CORDER’S COLUMN: Is the era of Exhibition Only Rolex watches ending?

For the first time in years, I walked into a Rolex showroom and could have walked out with a brand new watch.

Initially shocking, the Exhibition Only signs peppering window and in-store displays of Rolex watches in recent years have become a permanent fixture that, in my opinion, has become an effective part of The Crown’s marketing.

It conveys a simple message: Rolex watches are rare and hard to get hold of, despite the company making well over one million units per year and every model is available at increasingly reasonable prices on the secondary market.

The EO impact went further than that. Customers with the temerity to rock up to a Rolex store and expect to walk out with the watch of their dreams, were soon set straight.

You need a purchasing history with the authorized dealer to even begin the journey towards a Submariner, DayDate, GMT or — and you will laugh at this — a Daytona.

The impossibility of buying a Rolex without a relationship with a local AD led to boom times for other brands.
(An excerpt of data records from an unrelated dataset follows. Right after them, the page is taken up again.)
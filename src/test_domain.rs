//! A small lexicon domain used by the engine's own tests: dictionary entries,
//! senses pointing at entries, and usage examples pointing at senses. Deleting
//! an entry cascades through its senses to their examples.

use serde_json::Value;
use uuid::Uuid;

use crate::commit::{Change, ChangeKind, Commit};
use crate::error::{Error, Result};
use crate::snapshot::{ChangeApplier, Entity};

pub const ENTRY: &str = "entry";
pub const SENSE: &str = "sense";
pub const EXAMPLE: &str = "example";

#[derive(Debug, Default)]
pub struct LexiconApplier;

fn parent_field(type_name: &str) -> Option<&'static str> {
    match type_name {
        SENSE => Some("entry_id"),
        EXAMPLE => Some("sense_id"),
        _ => None,
    }
}

fn parent_id(entity: &Entity) -> Option<Uuid> {
    let field = parent_field(&entity.type_name)?;
    entity
        .data
        .get(field)
        .and_then(Value::as_str)
        .and_then(|s| Uuid::parse_str(s).ok())
}

impl ChangeApplier for LexiconApplier {
    fn create(&self, change: &Change, _commit: &Commit) -> Result<Entity> {
        match &change.kind {
            ChangeKind::Create { type_name, payload } => {
                Ok(Entity::new(change.entity_id, type_name, payload.clone()))
            }
            _ => Err(Error::Storage(format!(
                "change {} is not a create",
                change.id
            ))),
        }
    }

    fn apply(&self, change: &Change, entity: &mut Entity, _commit: &Commit) -> Result<()> {
        match &change.kind {
            ChangeKind::FieldPatch { payload } => {
                if let (Some(target), Some(patch)) =
                    (entity.data.as_object_mut(), payload.as_object())
                {
                    for (k, v) in patch {
                        target.insert(k.clone(), v.clone());
                    }
                }
                Ok(())
            }
            _ => Ok(()),
        }
    }

    fn references(&self, entity: &Entity) -> Vec<Uuid> {
        parent_id(entity).into_iter().collect()
    }

    fn remove_reference(&self, entity: &mut Entity, deleted: Uuid, commit: &Commit) -> Result<()> {
        // a sense without its entry (or an example without its sense) is
        // meaningless, so the deletion cascades
        if parent_id(entity) == Some(deleted) {
            entity.deleted_at = Some(commit.timestamp.wall_ms);
        }
        Ok(())
    }
}

pub fn entry_payload(headword: &str) -> Value {
    serde_json::json!({ "headword": headword })
}

pub fn sense_payload(entry_id: Uuid, gloss: &str) -> Value {
    serde_json::json!({ "entry_id": entry_id.to_string(), "gloss": gloss })
}

pub fn example_payload(sense_id: Uuid, text: &str) -> Value {
    serde_json::json!({ "sense_id": sense_id.to_string(), "text": text })
}
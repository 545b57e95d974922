#[cfg(feature = "sqlite")]
mod sqlite;

mod memory;

#[cfg(feature = "sqlite")]
pub use sqlite::SqliteStorage;

pub use memory::MemoryStorage;

use std::collections::BTreeMap;

use uuid::Uuid;

use crate::clock::HybridTimestamp;
use crate::commit::{Commit, CommitKey};
use crate::error::Result;
use crate::snapshot::ObjectSnapshot;

/// Lightweight view of an entity's current snapshot joined with its owning
/// commit's ordering key, enough for the replay worker to pick a base
/// without loading entity payloads.
#[derive(Debug, Clone)]
pub struct SnapshotRef {
    pub snapshot_id: Uuid,
    pub entity_id: Uuid,
    pub commit_id: Uuid,
    pub commit_key: CommitKey,
    pub commit_hash: String,
    pub is_root: bool,
    pub entity_is_deleted: bool,
}

/// Durable store for the three logical tables: commits, changes, snapshots.
///
/// Ordering everywhere is the commit key triple `(wall_ms, counter, id)`.
/// Mutating calls between `begin_transaction` and `commit_transaction` must
/// land atomically; a commit must never be observable without its changes.
pub trait Storage {
    fn add_commit(&mut self, commit: &Commit) -> Result<()>;
    fn has_commit(&self, id: Uuid) -> Result<bool>;
    /// Which of `candidates` are already stored.
    fn known_commit_ids(&self, candidates: &[Uuid]) -> Result<Vec<Uuid>>;
    fn find_commit(&self, id: Uuid) -> Result<Option<Commit>>;
    fn find_commit_by_hash(&self, hash: &str) -> Result<Option<Commit>>;
    /// All commits with `wall_ms <= bound` (unbounded when `None`), ascending,
    /// changes included.
    fn commits_up_to(&self, bound: Option<u64>) -> Result<Vec<Commit>>;
    /// Commits strictly after `key`, ascending, changes included.
    fn commits_after(&self, key: CommitKey) -> Result<Vec<Commit>>;
    /// Newest commit strictly before `key`, for parent resolution fallback.
    fn commit_before(&self, key: CommitKey) -> Result<Option<Commit>>;
    /// Persists a re-linked chain entry after a merge re-sorts history.
    fn update_commit_parent(&mut self, id: Uuid, parent_hash: &str, hash: &str) -> Result<()>;
    /// Greatest `(wall_ms, counter)` issued into this store; seeds the clock.
    fn latest_clock(&self) -> Result<Option<HybridTimestamp>>;
    /// Max hybrid timestamp per authoring client, bounded by wall time.
    fn client_heads(&self, bound: Option<u64>) -> Result<BTreeMap<Uuid, HybridTimestamp>>;

    fn add_snapshot(&mut self, snapshot: &ObjectSnapshot) -> Result<()>;
    fn has_snapshot(&self, id: Uuid) -> Result<bool>;
    fn find_snapshot(&self, id: Uuid) -> Result<Option<ObjectSnapshot>>;
    /// One ref per entity: the snapshot on the greatest commit key not
    /// exceeding `bound`.
    fn current_snapshot_refs(&self, bound: Option<u64>) -> Result<Vec<SnapshotRef>>;
    /// Current snapshot for one entity, with payload.
    fn current_snapshot_for(&self, entity_id: Uuid, bound: Option<u64>) -> Result<Option<ObjectSnapshot>>;
    /// Range-deletes every snapshot owned by a commit with key strictly
    /// greater than `key`. Returns how many were dropped.
    fn delete_snapshots_after(&mut self, key: CommitKey) -> Result<usize>;

    fn begin_transaction(&mut self) -> Result<()>;
    fn commit_transaction(&mut self) -> Result<()>;
    fn rollback_transaction(&mut self) -> Result<()>;
}
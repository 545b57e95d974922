use serde::{Deserialize, Serialize};

/// Hybrid logical timestamp: wall-clock milliseconds plus a logical counter.
/// Orders events across replicas without synchronized clocks; the counter
/// absorbs wall-clock collisions and regressions.
#[derive(Debug, Clone, Copy, PartialEq, Eq, PartialOrd, Ord, Hash, Serialize, Deserialize)]
pub struct HybridTimestamp {
    pub wall_ms: u64,
    pub counter: u64,
}

impl HybridTimestamp {
    pub fn new(wall_ms: u64, counter: u64) -> Self {
        Self { wall_ms, counter }
    }
}

/// Per-replica source of hybrid timestamps.
///
/// Invariant: every value returned by `next()` is strictly greater than all
/// values previously issued or observed on this replica. The facade owns one
/// clock per store and serializes access through `&mut self`; a replica with
/// concurrent writers must wrap it in a mutex.
#[derive(Debug, Default)]
pub struct HybridClock {
    last: Option<HybridTimestamp>,
    frozen_wall_ms: Option<u64>,
}

impl HybridClock {
    pub fn new() -> Self {
        Self::default()
    }

    /// Resume from the newest timestamp found in durable history, so a
    /// reopened replica never re-issues a value it already used.
    pub fn resume_from(latest: Option<HybridTimestamp>) -> Self {
        Self { last: latest, frozen_wall_ms: None }
    }

    /// Pin the wall clock, for tests and deterministic replay drivers.
    /// `next()` keeps advancing through the counter while pinned.
    pub fn freeze_at(&mut self, wall_ms: u64) {
        self.frozen_wall_ms = Some(wall_ms);
    }

    pub fn next(&mut self) -> HybridTimestamp {
        let now = self.frozen_wall_ms.unwrap_or_else(now_millis);
        let issued = match self.last {
            Some(last) if now <= last.wall_ms => HybridTimestamp::new(last.wall_ms, last.counter + 1),
            _ => HybridTimestamp::new(now, 0),
        };
        self.last = Some(issued);
        issued
    }

    /// Advance past a timestamp received from a peer so subsequent `next()`
    /// calls exceed it.
    pub fn observe(&mut self, remote: HybridTimestamp) {
        if self.last.map_or(true, |last| last < remote) {
            self.last = Some(remote);
        }
    }

    pub fn observe_all<I: IntoIterator<Item = HybridTimestamp>>(&mut self, remotes: I) {
        for remote in remotes {
            self.observe(remote);
        }
    }

    pub fn latest(&self) -> Option<HybridTimestamp> {
        self.last
    }
}

pub fn now_millis() -> u64 {
    use std::time::{SystemTime, UNIX_EPOCH};
    SystemTime::now()
        .duration_since(UNIX_EPOCH)
        .unwrap_or_default()
        .as_millis() as u64
}

#[cfg(test)]
mod tests {
    use super::*;
    use proptest::prelude::*;

    #[test]
    fn test_same_wall_time_bumps_counter() {
        let mut clock = HybridClock::new();
        clock.freeze_at(1_000);

        let a = clock.next();
        let b = clock.next();
        let c = clock.next();

        assert_eq!(a, HybridTimestamp::new(1_000, 0));
        assert_eq!(b, HybridTimestamp::new(1_000, 1));
        assert_eq!(c, HybridTimestamp::new(1_000, 2));
    }

    #[test]
    fn test_wall_regression_keeps_monotonic() {
        let mut clock = HybridClock::new();
        clock.freeze_at(2_000);
        let a = clock.next();

        // wall clock steps backwards, e.g. NTP adjustment
        clock.freeze_at(1_500);
        let b = clock.next();

        assert!(b > a);
        assert_eq!(b.wall_ms, 2_000);
    }

    #[test]
    fn test_observe_advances_past_remote() {
        let mut clock = HybridClock::new();
        clock.freeze_at(1_000);
        clock.next();

        clock.observe(HybridTimestamp::new(5_000, 3));
        let issued = clock.next();
        assert!(issued > HybridTimestamp::new(5_000, 3));
    }

    #[test]
    fn test_observe_older_is_ignored() {
        let mut clock = HybridClock::new();
        clock.freeze_at(5_000);
        let a = clock.next();

        clock.observe(HybridTimestamp::new(1_000, 99));
        let b = clock.next();
        assert!(b > a);
        assert_eq!(b.wall_ms, 5_000);
    }

    #[test]
    fn test_resume_from_history() {
        let mut clock = HybridClock::resume_from(Some(HybridTimestamp::new(9_000, 7)));
        clock.freeze_at(9_000);
        assert_eq!(clock.next(), HybridTimestamp::new(9_000, 8));
    }

    proptest! {
        // Every next() is strictly greater than everything issued or observed
        // before it, for any interleaving of local ticks and remote observations.
        #[test]
        fn prop_next_is_strictly_monotonic(
            ops in prop::collection::vec((0u64..10_000, 0u64..100, prop::bool::ANY), 1..50)
        ) {
            let mut clock = HybridClock::new();
            let mut high_water: Option<HybridTimestamp> = None;

            for (wall, counter, is_observe) in ops {
                if is_observe {
                    clock.observe(HybridTimestamp::new(wall, counter));
                } else {
                    clock.freeze_at(wall);
                    let issued = clock.next();
                    if let Some(prev) = high_water {
                        prop_assert!(issued > prev);
                    }
                    high_water = Some(issued);
                }
            }
        }
    }
}
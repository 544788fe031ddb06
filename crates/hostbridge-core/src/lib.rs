pub mod body;
pub mod context;
pub mod error;
pub mod options;
pub mod request;
pub mod response;
pub mod signal;

pub use body::{Body, BodyReader, ChunkFuture, ChunkSource, IterSource};
pub use context::ServerContext;
pub use error::{AdapterError, AdapterResult, StreamBridgeError};
pub use options::AdapterOptions;
pub use request::CanonicalRequest;
pub use response::CanonicalResponse;
pub use signal::{AbortHandle, AbortReason, AbortSignal, ListenerGuard};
Customers may not have thought they were in the market for an Omega, Panerai, Tudor, TAG Heuer or Breitling, but they were quickly converted to the idea because these purchases were stepping stones to Rolex.

Those 2-inch, passive-aggressive, green and gold Exhibition Only notices might as well be 100 foot high billboards at the Superbowl, they are that effective.

But could their days be numbered as waiting lists shorten?

Probably not, at least not yet, but I hope so soon because an industry that strongarms customers into buying goods they do not really want is on a path to ruin.

I came across an early signal that EO could be on its way out when I visited a relatively new Watches of Switzerland showroom at the American Dream megamall in New Jersey.

Here, for the first time since 2020, I was able to walk in, part with tens of thousands of dollars, and walk out with a brand new Rolex watch.

Yes, you read that correctly, Watches of Switzerland has Rolex watches for sale to any punter capable of meeting the sticker price.

Before you get too excited, these were not the unattainable unicorn watches in the Rolex catalog, they were precious metal, gem-set DayDates and DateJusts.

These watches are no longer of any value to flippers because they are now trading at below retail prices in most cases, and they are desirable to a far smaller cohort than Rolex’s steel tool watches, particularly the smaller ladies sizes.

But it was the first visible sign that the Rolex drought is easing, and another indicator that we are returning to normality after the post-pandemic boom years.